Look at his chart there as well ...the lower the TSR, more pitch angle can be used in a flat blade, so that a twisted blade with 4 degee tip and 15 degree root (typically limited by thickness of blade blank) may not really perform better than a 12 degree flat profile optimized for those parameters. In order to produce any useable power at low WS, great compromises have to be made in profile designs which result in something that is far from optimum except at perhaps one specific WS.

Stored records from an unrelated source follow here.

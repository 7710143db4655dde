//! A [`Write`] adapter that colorizes everything written through it.

use std::io::{self, Write};

use crate::colorizer::Colorizer;
use crate::error::ColorizeError;

/// Wraps a sink so every write is passed through a [`Colorizer`] first.
///
/// Both parts are optional so they can be swapped after construction; a
/// write while either is missing fails without touching the sink.
///
/// Formatting changes the byte length of the payload. [`Write::write`]
/// reports the number of *input* bytes consumed, as the trait requires;
/// [`write_rendered`](Self::write_rendered) reports the length of the
/// forwarded payload instead.
///
/// # Example
///
/// ```rust
/// use std::io::Write;
/// use colorize::{AnsiColorizer, ColorWriter};
///
/// let mut writer = ColorWriter::new(Vec::new(), AnsiColorizer::new());
/// write!(writer, r#"status: colorize "green" "ok""#).unwrap();
/// let (out, _) = writer.into_parts();
/// assert_eq!(out.unwrap(), b"status: \x1b[32mok\x1b[0m");
/// ```
#[derive(Debug)]
pub struct ColorWriter<W, C> {
    out: Option<W>,
    colorizer: Option<C>,
}

impl<W, C> Default for ColorWriter<W, C> {
    fn default() -> Self {
        Self {
            out: None,
            colorizer: None,
        }
    }
}

impl<W: Write, C: Colorizer> ColorWriter<W, C> {
    /// Creates a writer forwarding colorized output to `out`.
    pub fn new(out: W, colorizer: C) -> Self {
        Self {
            out: Some(out),
            colorizer: Some(colorizer),
        }
    }

    pub fn set_output(&mut self, out: W) {
        self.out = Some(out);
    }

    pub fn set_colorizer(&mut self, colorizer: C) {
        self.colorizer = Some(colorizer);
    }

    /// Detaches and returns the sink, leaving the writer unusable until a
    /// new one is set.
    pub fn take_output(&mut self) -> Option<W> {
        self.out.take()
    }

    pub fn output(&self) -> Option<&W> {
        self.out.as_ref()
    }

    pub fn colorizer_mut(&mut self) -> Option<&mut C> {
        self.colorizer.as_mut()
    }

    pub fn into_parts(self) -> (Option<W>, Option<C>) {
        (self.out, self.colorizer)
    }

    /// Formats `buf` and forwards it, returning the forwarded byte count.
    pub fn write_rendered(&mut self, buf: &[u8]) -> io::Result<usize> {
        let (out, colorizer) = self.parts()?;

        match std::str::from_utf8(buf) {
            Ok(text) => {
                let rendered = colorizer.format(text);
                out.write_all(rendered.as_bytes())?;
                Ok(rendered.len())
            }
            Err(_) => {
                log::debug!("forwarding {} non-UTF-8 bytes unformatted", buf.len());
                out.write_all(buf)?;
                Ok(buf.len())
            }
        }
    }

    fn parts(&mut self) -> io::Result<(&mut W, &C)> {
        let out = self.out.as_mut().ok_or_else(|| config_error(ColorizeError::MissingOutput))?;
        let colorizer = self
            .colorizer
            .as_ref()
            .ok_or_else(|| config_error(ColorizeError::MissingColorizer))?;
        Ok((out, colorizer))
    }
}

impl<W: Write, C: Colorizer> Write for ColorWriter<W, C> {
    fn write(&mut self, buf: &[u8]) -> io::Result<usize> {
        self.write_rendered(buf)?;
        Ok(buf.len())
    }

    fn flush(&mut self) -> io::Result<()> {
        match self.out.as_mut() {
            Some(out) => out.flush(),
            None => Err(config_error(ColorizeError::MissingOutput)),
        }
    }
}

fn config_error(err: ColorizeError) -> io::Error {
    io::Error::other(err)
}

#[cfg(test)]
mod tests {
    use super::*;
    use crate::colorizer::AnsiColorizer;

    /// Colorizer double that upper-cases its input.
    struct Shouting;

    impl Colorizer for Shouting {
        fn format(&self, input: &str) -> String {
            input.to_uppercase()
        }

        fn rename(&mut self, _name: &str) {}
    }

    fn config_kind(err: &io::Error) -> Option<&ColorizeError> {
        err.get_ref()?.downcast_ref::<ColorizeError>()
    }

    #[test]
    fn test_write_formats_before_forwarding() {
        let mut writer = ColorWriter::new(Vec::new(), Shouting);
        let n = writer.write(b"quiet").unwrap();
        assert_eq!(n, 5);
        assert_eq!(writer.output().unwrap(), b"QUIET");
    }

    #[test]
    fn test_write_rendered_reports_forwarded_length() {
        let mut writer = ColorWriter::new(Vec::new(), AnsiColorizer::new());
        let input = br#"colorize "red" "x""#;
        let n = writer.write_rendered(input).unwrap();
        assert_eq!(n, "\x1b[31mx\x1b[0m".len());
        assert_ne!(n, input.len());
    }

    #[test]
    fn test_write_all_with_growing_payload() {
        let mut writer = ColorWriter::new(Vec::new(), AnsiColorizer::new());
        writer
            .write_all(br#"a colorize "bold;bg-blue" "b" c"#)
            .unwrap();
        assert_eq!(
            writer.output().unwrap(),
            b"a \x1b[1m\x1b[44mb\x1b[0m c"
        );
    }

    #[test]
    fn test_missing_output_fails_without_writing() {
        let mut writer: ColorWriter<Vec<u8>, AnsiColorizer> = ColorWriter::default();
        writer.set_colorizer(AnsiColorizer::new());
        let err = writer.write(b"hello").unwrap_err();
        assert!(matches!(
            config_kind(&err),
            Some(ColorizeError::MissingOutput)
        ));
        assert!(writer.flush().is_err());
    }

    #[test]
    fn test_missing_colorizer_fails_without_writing() {
        let mut writer: ColorWriter<Vec<u8>, AnsiColorizer> = ColorWriter::default();
        writer.set_output(Vec::new());
        let err = writer.write(b"hello").unwrap_err();
        assert!(matches!(
            config_kind(&err),
            Some(ColorizeError::MissingColorizer)
        ));
        assert!(writer.output().unwrap().is_empty());
    }

    #[test]
    fn test_take_output_detaches_sink() {
        let mut writer = ColorWriter::new(Vec::new(), Shouting);
        writer.write_all(b"one").unwrap();
        let first = writer.take_output().unwrap();
        assert_eq!(first, b"ONE");
        assert!(writer.write(b"two").is_err());
    }

    #[test]
    fn test_non_utf8_passes_through() {
        let mut writer = ColorWriter::new(Vec::new(), Shouting);
        let bytes = [0x61, 0xff, 0x62];
        assert_eq!(writer.write(&bytes).unwrap(), 3);
        assert_eq!(writer.output().unwrap(), &bytes);
    }

    #[test]
    fn test_rename_through_writer() {
        let mut writer = ColorWriter::new(Vec::new(), AnsiColorizer::new());
        writer.colorizer_mut().unwrap().rename("paint");
        writer.write_all(br#"paint "cyan" "x""#).unwrap();
        assert_eq!(writer.output().unwrap(), b"\x1b[36mx\x1b[0m");
    }
}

At lower TSR and higher efficiency, such as Claus Nybroe's Windflower, it functions mostly in the laminar region, whereas the high TSR >7 are mostly in the turbulent region. The aerodynamics are quite different. Low TSR are lift dominated ie wide blades, while high TSR are drag dominated ie thin blades.
An 18 footer in a 17.5mph WS in a low TSR design produces 350ft-lbs of torque at 70rpm ... that's 3KW ...ideally, if it losses efficiency faster than WS gains power ..then it could produce that power w/o increasing rotation speed and be truely drag limited ...go ahead ..waste that power!


Stew Corman from sunny Endicott

Thanks Stew.

To paraphrase your response (correct me if wrong):
"Propellers are designed for best efficiency under very turbulent conditons and turbine blades are for more laminar conditions."

I understand that aircraft propellers make as much noise due to the fact that tip speeds exceed speed of sound. The power from the engine feeding into the airstream also generates many watts of volume.

I know Sandia labs did many tests in the 70's on VAWT designs. Have they done same for HAWT designs?

Mark

Just for fun and giggles, a few comments on airplane propellers. As it happens I hold a US pilot license and instrument flying rating, and until moving to Canada flew quite a bit in fixed as well as variable pitch prop planes.

First, the majority of props are fixed pitch. There are many more small planes with fixed than variable pitch props (Prop governors are expensive! It also takes an extra endorsement on top of the regular pilot's license to fly them, they are considered "complex airplanes" by the FAA). So let's take the airplane I've spent most of my hours in, a Piper Cherokee PA-28.

They have a fixed pitch, 73 inch 2-bladed prop. That's 1.85 meter diameter. At takeoff it turns at around 2500 rpm, so each tip moves at 242 m/s. That makes 873 km/h. Not quite the speed of sound, that is around 1280 km/h at sea level. In fact, my understanding is that normal props should really not get that close to the speed of sound. Besides making a lot of noise, their efficiency would go down the tubes as well due to compression effects. So, a prop tip going through the sound barrier would mean something is going wrong (dive, prop overspeed etc.).

For sure, much of the noise an airplane makes comes from the propeller. 800+ km/h is quite a speed. It's not just the speed though, but noise means turbulent air. So it has also to do with the shape of the blade and how much turbulence it produces. The other noisy part of an airplane is the exhaust system, or lack thereof. Most small planes don't really have a muffler. That Piper in the example has an expansion chamber, followed by a very short pipe. Not much muffling going on there. Even with the prop spinning at low RPM these things are noisy! My understanding is that newer airplanes are addressing noise much more seriously.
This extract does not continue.